In MMWM test, when compared with the 5xFAD-vehicle group, 5xFAD-TXR group demonstrated a significantly shorter escape latency to the platform and increased number of platform crossings and time spent in target quadrant (P<0.05 or P<0.01). The ultrastructure of synapse in the hippocampal CA1 region of mice in the 5xFAD-TXR group was significantly changed, including increased numbers of mitochondria and synaptic vesicles, intact synaptic membrane, and thickened postsynaptic density.
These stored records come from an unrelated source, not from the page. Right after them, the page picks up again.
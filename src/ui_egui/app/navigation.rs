use super::SchedulerApp;
use crate::utils::date::week_start;
use chrono::{Duration, Local};

impl SchedulerApp {
    pub(super) fn first_day_of_week(&self) -> u32 {
        if self.settings.week_starts_monday {
            1
        } else {
            0
        }
    }

    pub(super) fn navigate_previous(&mut self) {
        self.set_week_start(self.week_start - Duration::weeks(1));
    }

    pub(super) fn navigate_next(&mut self) {
        self.set_week_start(self.week_start + Duration::weeks(1));
    }

    pub(super) fn jump_to_today(&mut self) {
        let today = Local::now().date_naive();
        self.set_week_start(week_start(today, self.first_day_of_week()));
    }

    fn set_week_start(&mut self, start: chrono::NaiveDate) {
        if start == self.week_start {
            return;
        }
        self.week_start = start;
        self.events.clear();
        self.events_error = None;
        self.request_events();
    }
}
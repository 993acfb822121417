//! Storage gateway contract shared by the MongoDB implementation and test fakes.

use crate::models::{Customer, Product};
use async_trait::async_trait;
use service_core::error::AppError;
use std::future::Future;
use std::time::Duration;
use thiserror::Error;
use tokio::time::Instant;

/// Outcome of a point lookup by business identifier.
#[derive(Debug)]
pub enum Lookup<T> {
    Found(T),
    NotFound,
    StorageError(StorageError),
}

impl<T> Lookup<T> {
    pub fn outcome(&self) -> &'static str {
        match self {
            Lookup::Found(_) => "found",
            Lookup::NotFound => "not_found",
            Lookup::StorageError(_) => "error",
        }
    }
}

#[derive(Debug, Error)]
pub enum StorageError {
    #[error("lookup timed out after {0:?}")]
    Timeout(Duration),

    #[error("storage unavailable: {0}")]
    Unavailable(String),

    #[error("driver error: {0}")]
    Driver(mongodb::error::Error),
}

impl From<mongodb::error::Error> for StorageError {
    fn from(err: mongodb::error::Error) -> Self {
        if let mongodb::error::ErrorKind::ServerSelection { message, .. } = err.kind.as_ref() {
            return StorageError::Unavailable(message.clone());
        }
        StorageError::Driver(err)
    }
}

#[async_trait]
pub trait CatalogStore: Send + Sync {
    async fn find_product(&self, product_id: &str, deadline: Instant) -> Lookup<Product>;

    async fn find_customer(&self, customer_id: &str, deadline: Instant) -> Lookup<Customer>;

    /// Round trip to the backend, used by the health endpoints.
    async fn ping(&self) -> Result<(), AppError>;
}

/// Runs `query` until `deadline`. The query future is dropped if the deadline
/// passes first, and no retry is attempted.
pub async fn within_deadline<T, F, E>(deadline: Instant, query: F) -> Lookup<T>
where
    F: Future<Output = Result<Option<T>, E>>,
    E: Into<StorageError>,
{
    let budget = deadline.saturating_duration_since(Instant::now());
    match tokio::time::timeout_at(deadline, query).await {
        Ok(Ok(Some(found))) => Lookup::Found(found),
        Ok(Ok(None)) => Lookup::NotFound,
        Ok(Err(e)) => Lookup::StorageError(e.into()),
        Err(_) => Lookup::StorageError(StorageError::Timeout(budget)),
    }
}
The Aβ load was markedly decreased in the cerebral cortex and hippocampus CA1 subregion of TXR-treated 5xFAD mice (P<0.05). TXR treatment decreased APP levels and increased IDE expression in brains of 5xFAD mice (P<0.01). However, TXR treatment had no effect on α- and β-secretase, and NEP in 5xFAD mice (P>0.05).

Conclusion

TXR improves cognitive dysfunction in 5xFAD mice by alleviating synaptic ultrastructure degradation and reducing Aβ.